Now we’ve got that out of the way, let’s cut to the chase. Alice In Wonderland, which I viewed in 3D, is not a proactively bad movie, it’s just not very good. The first and biggest problem I had with the film was the story. If you were ever a child (statistics indicate this is quite likely) you almost certainly saw (or even read, if you weren’t an illiterate little humbug) some version of the Alice story, be it the Disney cartoon or some TV mini-series or some quasi-adaptation / sequel thing. In that case, you will be familiar with the world of Wonderland: shrinking potions and enlargement cakes and tiny doors and talking animals and game-themed Queens and “AWF WITH HER HEAD” and all that. Burton’s Alice is a direct retread of the original story, but it’s passed off as some kind of sequel, which as far as I can tell was decided upon for the following two reasons: 1) it means Burton could cast an older Alice, and not risk marketing the film solely to children, and 2) so Burton could use the passage of time as an excuse to run Wonderland through the Burt-o-matic machine, twisting and ageing the shit out of everything. Both weak excuses, and beg the question “Why bother making this movie at all?”

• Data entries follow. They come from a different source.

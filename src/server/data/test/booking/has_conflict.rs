use super::*;

/// Tests detecting a partially overlapping booking.
///
/// Existing booking 10:00-10:30; requested 10:15-10:45.
///
/// Expected: Ok(true)
#[tokio::test]
async fn detects_partial_overlap() -> Result<(), AppError> {
    let test = TestBuilder::new().with_booking_tables().build().await.unwrap();
    let db = test.db.as_ref().unwrap();

    let shop = factory::helpers::create_business_with_dependencies(db).await?;
    let client = factory::create_user(db).await?;
    factory::create_booking(db, &shop.service, shop.worker.id, client.id).await?;

    let start = tomorrow_at(10) + Duration::minutes(15);
    let conflict = BookingRepository::new(db)
        .has_conflict(shop.worker.id, start, start + Duration::minutes(30))
        .await?;

    assert!(conflict);

    Ok(())
}

/// Tests detecting a request that fully contains an existing booking.
///
/// Existing booking 10:00-10:30; requested 09:00-12:00.
///
/// Expected: Ok(true)
#[tokio::test]
async fn detects_containing_interval() -> Result<(), AppError> {
    let test = TestBuilder::new().with_booking_tables().build().await.unwrap();
    let db = test.db.as_ref().unwrap();

    let shop = factory::helpers::create_business_with_dependencies(db).await?;
    let client = factory::create_user(db).await?;
    factory::create_booking(db, &shop.service, shop.worker.id, client.id).await?;

    let conflict = BookingRepository::new(db)
        .has_conflict(shop.worker.id, tomorrow_at(9), tomorrow_at(12))
        .await?;

    assert!(conflict);

    Ok(())
}

/// Tests that back-to-back bookings do not conflict.
///
/// Existing booking 10:00-10:30; requested 10:30-11:00 and 09:30-10:00.
///
/// Expected: Ok(false) for both
#[tokio::test]
async fn allows_adjacent_intervals() -> Result<(), AppError> {
    let test = TestBuilder::new().with_booking_tables().build().await.unwrap();
    let db = test.db.as_ref().unwrap();

    let shop = factory::helpers::create_business_with_dependencies(db).await?;
    let client = factory::create_user(db).await?;
    factory::create_booking(db, &shop.service, shop.worker.id, client.id).await?;

    let repo = BookingRepository::new(db);
    let end = tomorrow_at(10) + Duration::minutes(30);

    assert!(!repo
        .has_conflict(shop.worker.id, end, end + Duration::minutes(30))
        .await?);
    assert!(!repo
        .has_conflict(
            shop.worker.id,
            tomorrow_at(10) - Duration::minutes(30),
            tomorrow_at(10)
        )
        .await?);

    Ok(())
}

/// Tests that cancelled bookings free their slot.
///
/// Expected: Ok(false)
#[tokio::test]
async fn ignores_cancelled_bookings() -> Result<(), AppError> {
    let test = TestBuilder::new().with_booking_tables().build().await.unwrap();
    let db = test.db.as_ref().unwrap();

    let shop = factory::helpers::create_business_with_dependencies(db).await?;
    let client = factory::create_user(db).await?;
    factory::booking::BookingFactory::new(db, &shop.service, shop.worker.id, client.id)
        .status("CANCELLED")
        .build()
        .await?;

    let conflict = BookingRepository::new(db)
        .has_conflict(
            shop.worker.id,
            tomorrow_at(10),
            tomorrow_at(10) + Duration::minutes(30),
        )
        .await?;

    assert!(!conflict);

    Ok(())
}

/// Tests that another worker's bookings do not block the slot.
///
/// Expected: Ok(false)
#[tokio::test]
async fn ignores_other_workers() -> Result<(), AppError> {
    let test = TestBuilder::new().with_booking_tables().build().await.unwrap();
    let db = test.db.as_ref().unwrap();

    let shop = factory::helpers::create_business_with_dependencies(db).await?;
    let colleague = factory::user::UserFactory::new(db)
        .role("WORKER")
        .business_id(Some(shop.business.id))
        .build()
        .await?;
    let client = factory::create_user(db).await?;
    factory::create_booking(db, &shop.service, shop.worker.id, client.id).await?;

    let conflict = BookingRepository::new(db)
        .has_conflict(
            colleague.id,
            tomorrow_at(10),
            tomorrow_at(10) + Duration::minutes(30),
        )
        .await?;

    assert!(!conflict);

    Ok(())
}
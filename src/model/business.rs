use chrono::{DateTime, Utc};
use serde::{Deserialize, Serialize};
use utoipa::ToSchema;

use crate::model::catalog::ServiceDto;

#[derive(Debug, Clone, PartialEq, Serialize, Deserialize, ToSchema)]
pub struct BusinessSettingsDto {
    /// First bookable hour of the day (UTC).
    pub opening_hour: u8,
    /// Hour at which the last booking must have ended (UTC).
    pub closing_hour: u8,
    /// Minimum hours before the start a client may still cancel.
    pub cancellation_window_hours: u32,
    pub online_payments: bool,
    pub currency: String,
}

#[derive(Debug, Clone, PartialEq, Serialize, Deserialize, ToSchema)]
pub struct BusinessDto {
    pub id: i32,
    pub owner_id: i32,
    pub name: String,
    pub description: Option<String>,
    pub address: Option<String>,
    pub phone: Option<String>,
    pub settings: BusinessSettingsDto,
    pub created_at: DateTime<Utc>,
}

#[derive(Debug, Clone, Serialize, Deserialize, ToSchema)]
pub struct PaginatedBusinessesDto {
    pub businesses: Vec<BusinessDto>,
    pub total: u64,
    pub page: u64,
    pub per_page: u64,
    pub total_pages: u64,
}

#[derive(Debug, Clone, PartialEq, Serialize, Deserialize, ToSchema)]
pub struct WorkerDto {
    pub id: i32,
    pub name: String,
}

/// Public view of a business with everything needed to book.
#[derive(Debug, Clone, Serialize, Deserialize, ToSchema)]
pub struct BusinessDetailDto {
    pub business: BusinessDto,
    pub services: Vec<ServiceDto>,
    pub workers: Vec<WorkerDto>,
}

#[derive(Debug, Clone, Serialize, Deserialize, ToSchema)]
pub struct CreateBusinessDto {
    pub name: String,
    pub description: Option<String>,
    pub address: Option<String>,
    pub phone: Option<String>,
    pub settings: Option<BusinessSettingsDto>,
}

#[derive(Debug, Clone, Serialize, Deserialize, ToSchema)]
pub struct AdminCreateBusinessDto {
    pub owner_id: i32,
    pub name: String,
    pub description: Option<String>,
    pub address: Option<String>,
    pub phone: Option<String>,
    pub settings: Option<BusinessSettingsDto>,
}

#[derive(Debug, Clone, Serialize, Deserialize, ToSchema)]
pub struct UpdateBusinessDto {
    pub name: String,
    pub description: Option<String>,
    pub address: Option<String>,
    pub phone: Option<String>,
}

#[derive(Debug, Clone, PartialEq, Serialize, Deserialize, ToSchema)]
pub struct BusinessClientDto {
    pub id: i32,
    pub name: String,
    pub email: String,
    pub phone: Option<String>,
    pub client_since: DateTime<Utc>,
}
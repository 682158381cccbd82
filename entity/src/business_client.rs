use sea_orm::entity::prelude::*;

#[derive(Clone, Debug, PartialEq, DeriveEntityModel)]
#[sea_orm(table_name = "business_client")]
pub struct Model {
    #[sea_orm(primary_key, auto_increment = false)]
    pub business_id: i32,
    #[sea_orm(primary_key, auto_increment = false)]
    pub client_id: i32,
    pub created_at: DateTimeUtc,
}

#[derive(Copy, Clone, Debug, EnumIter, DeriveRelation)]
pub enum Relation {
    #[sea_orm(
        belongs_to = "super::business::Entity",
        from = "Column::BusinessId",
        to = "super::business::Column::Id",
        on_update = "Cascade",
        on_delete = "Cascade"
    )]
    Business,
    #[sea_orm(
        belongs_to = "super::user::Entity",
        from = "Column::ClientId",
        to = "super::user::Column::Id",
        on_update = "Cascade",
        on_delete = "Cascade"
    )]
    Client,
}

impl Related<super::business::Entity> for Entity {
    fn to() -> RelationDef {
        Relation::Business.def()
    }
}

impl Related<super::user::Entity> for Entity {
    fn to() -> RelationDef {
        Relation::Client.def()
    }
}

impl ActiveModelBehavior for ActiveModel {}
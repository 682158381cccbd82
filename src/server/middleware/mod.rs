pub mod auth;
pub mod headers;
pub mod role;
pub mod session;

#[cfg(test)]
mod test;
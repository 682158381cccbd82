use sea_orm_migration::{prelude::*, schema::*};

use super::m20250301_000002_create_business_table::Business;

#[derive(DeriveMigrationName)]
pub struct Migration;

#[async_trait::async_trait]
impl MigrationTrait for Migration {
    async fn up(&self, manager: &SchemaManager) -> Result<(), DbErr> {
        manager
            .create_table(
                Table::create()
                    .table(Service::Table)
                    .if_not_exists()
                    .col(pk_auto(Service::Id))
                    .col(integer(Service::BusinessId))
                    .col(string(Service::Name))
                    .col(string_null(Service::Description))
                    .col(integer(Service::DurationMinutes))
                    .col(big_integer(Service::PriceCents))
                    .col(boolean(Service::Active).default(true))
                    .col(
                        timestamp_with_time_zone(Service::CreatedAt)
                            .default(Expr::current_timestamp())
                            .not_null(),
                    )
                    .foreign_key(
                        ForeignKey::create()
                            .name("fk_service_business_id")
                            .from(Service::Table, Service::BusinessId)
                            .to(Business::Table, Business::Id)
                            .on_delete(ForeignKeyAction::Cascade)
                            .on_update(ForeignKeyAction::Cascade),
                    )
                    .to_owned(),
            )
            .await
    }

    async fn down(&self, manager: &SchemaManager) -> Result<(), DbErr> {
        manager
            .drop_table(Table::drop().table(Service::Table).to_owned())
            .await
    }
}

#[derive(DeriveIden)]
pub enum Service {
    Table,
    Id,
    BusinessId,
    Name,
    Description,
    DurationMinutes,
    PriceCents,
    Active,
    CreatedAt,
}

The familiar gang is here, playing by an impressive and varied cast, including the Cheshire Cat, Absolom, The Mad Hatter (with attendant March Hare and Doormouse), the Red Queen, the White Queen, Creepy Thin Guy (whose real name I can’t remember), Tweedledum and Tweedledee, and so forth. The performances appear to be pretty solid, and for once I didn’t find Johnny Depp’s performance overly predictable or distracting, probably because he kept changing accents at the drop of a hat. Alan Rickman and Stephen Fry are a blast in their underutilised roles as Absolom and Cheshire Cat respectively, but less fun are the Queens. In a film full of distorted physical features (more on that later), Anne Hathaway somehow comes away looking the most distorted, even though she’s had the least digital trickery applied to her face; the hard black-and-white make-up and costume thrown on her just jar with her otherwise quite attractive face, the poor thing. Then there’s Helena Bonham Carter, who isn’t nearly childish or annoying enough to play the Red Queen (that’s a back-handed compliment, I think). It’s like Burton’s obliged to invite his wife to play a major character in every single one of his films, even if she’s completely unsuitable. I wonder what his directions to her are like on set? How do you sculpt and mold (film-speak for “boss around”) your own wife and still get along at weekends? I dread to wonder.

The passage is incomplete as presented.